» WHAT IS REQUIRED
Which lines run from the one containing "Data loaded into" to the end of the entries? Quote them exactly, and nothing else.

» DATA IN THIS EXERCISE
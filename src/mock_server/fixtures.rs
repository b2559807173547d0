//! Test data fixtures for the mock server.
//!
//! Provides factory functions for creating realistic test data.

use chrono::{DateTime, Utc};

use crate::apple::{
    BetaBuildLocalization, BetaBuildLocalizationAttributes, Build, BuildAttributes,
    BuildProcessingState, LinkedResourceData, ResourceType,
};
use crate::firebase::{Release, ReleaseNotes};

/// App Store Connect app used by the default scenario.
pub const DEFAULT_APP_ID: &str = "6440000000";

/// Firebase project number used by the default scenario.
pub const DEFAULT_PROJECT_NUMBER: &str = "228333310124";

/// Firebase app used by the default scenario.
pub const DEFAULT_FIREBASE_APP_ID: &str = "1:228333310124:ios:5e439e0d0231a788ac8f09";

/// Collection of fixture factories for test data.
pub struct Fixtures;

impl Fixtures {
    /// A localization of `build_id`.
    pub fn localization(
        id: &str,
        build_id: &str,
        locale: &str,
        whats_new: &str,
    ) -> BetaBuildLocalization {
        let build = LinkedResourceData {
            id: build_id.to_string(),
            resource_type: ResourceType::Builds,
        };
        BetaBuildLocalization::new(
            id,
            BetaBuildLocalizationAttributes {
                locale: Some(locale.to_string()),
                whats_new: Some(whats_new.to_string()),
            },
        )
        .with_relationship("build", &build)
    }

    /// A processed, unexpired build of `app_id`.
    pub fn build(id: &str, app_id: &str, version: &str) -> Build {
        let app = LinkedResourceData {
            id: app_id.to_string(),
            resource_type: ResourceType::Apps,
        };
        let uploaded = Self::timestamp("2023-05-18T12:30:17Z");
        Build::new(
            id,
            BuildAttributes {
                version: Some(version.to_string()),
                uploaded_date: Some(uploaded),
                expiration_date: Some(uploaded + chrono::Duration::days(90)),
                expired: Some(false),
                min_os_version: Some("15.0".to_string()),
                processing_state: Some(BuildProcessingState::Valid),
                uses_non_exempt_encryption: Some(false),
            },
        )
        .with_relationship("app", &app)
    }

    /// A release of `app_id` in `project_id`.
    pub fn release(
        project_id: &str,
        app_id: &str,
        release_id: &str,
        display_version: &str,
        build_version: u64,
        create_time: &str,
    ) -> Release {
        let name = format!("projects/{project_id}/apps/{app_id}/releases/{release_id}");
        Release {
            firebase_console_uri: Some(format!(
                "https://console.firebase.google.com/project/{project_id}/appdistribution/app/ios:{app_id}/releases/{release_id}"
            )),
            testing_uri: Some(format!("https://appdistribution.firebase.google.com/testerapps/{app_id}/releases/{release_id}")),
            binary_download_uri: None,
            name,
            release_notes: Some(ReleaseNotes {
                text: format!("Release {display_version} ({build_version})"),
            }),
            display_version: display_version.to_string(),
            build_version,
            create_time: Self::timestamp(create_time),
        }
    }

    /// Default scenario with one app, two builds, one localization and
    /// three releases.
    pub fn default_scenario() -> DefaultScenario {
        DefaultScenario {
            builds: vec![
                Self::build("123", DEFAULT_APP_ID, "41"),
                Self::build("124", DEFAULT_APP_ID, "42"),
            ],
            localizations: vec![Self::localization(
                "loc-default",
                "123",
                "en-US",
                "Initial notes",
            )],
            releases: vec![
                Self::release(
                    DEFAULT_PROJECT_NUMBER,
                    DEFAULT_FIREBASE_APP_ID,
                    "rel-1",
                    "1.0.0",
                    68,
                    "2023-05-01T09:00:00Z",
                ),
                Self::release(
                    DEFAULT_PROJECT_NUMBER,
                    DEFAULT_FIREBASE_APP_ID,
                    "rel-2",
                    "1.0.1",
                    69,
                    "2023-05-10T09:00:00Z",
                ),
                Self::release(
                    DEFAULT_PROJECT_NUMBER,
                    DEFAULT_FIREBASE_APP_ID,
                    "rel-3",
                    "1.1.0",
                    70,
                    "2023-05-18T12:30:17.454581Z",
                ),
            ],
        }
    }

    fn timestamp(value: &str) -> DateTime<Utc> {
        value
            .parse()
            .expect("fixture timestamps are RFC 3339")
    }
}

/// Data loaded into a server started with [`MockServer::start`](super::MockServer::start).
pub struct DefaultScenario {
    pub builds: Vec<Build>,
    pub localizations: Vec<BetaBuildLocalization>,
    /// Releases of [`DEFAULT_FIREBASE_APP_ID`].
    pub releases: Vec<Release>,
}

» REPLY TO THE EXERCISE
/// Data loaded into a server started with [`MockServer::start`](super::MockServer::start).
pub struct DefaultScenario {
    pub builds: Vec<Build>,
    pub localizations: Vec<BetaBuildLocalization>,
    /// Releases of [`DEFAULT_FIREBASE_APP_ID`].
    pub releases: Vec<Release>,
}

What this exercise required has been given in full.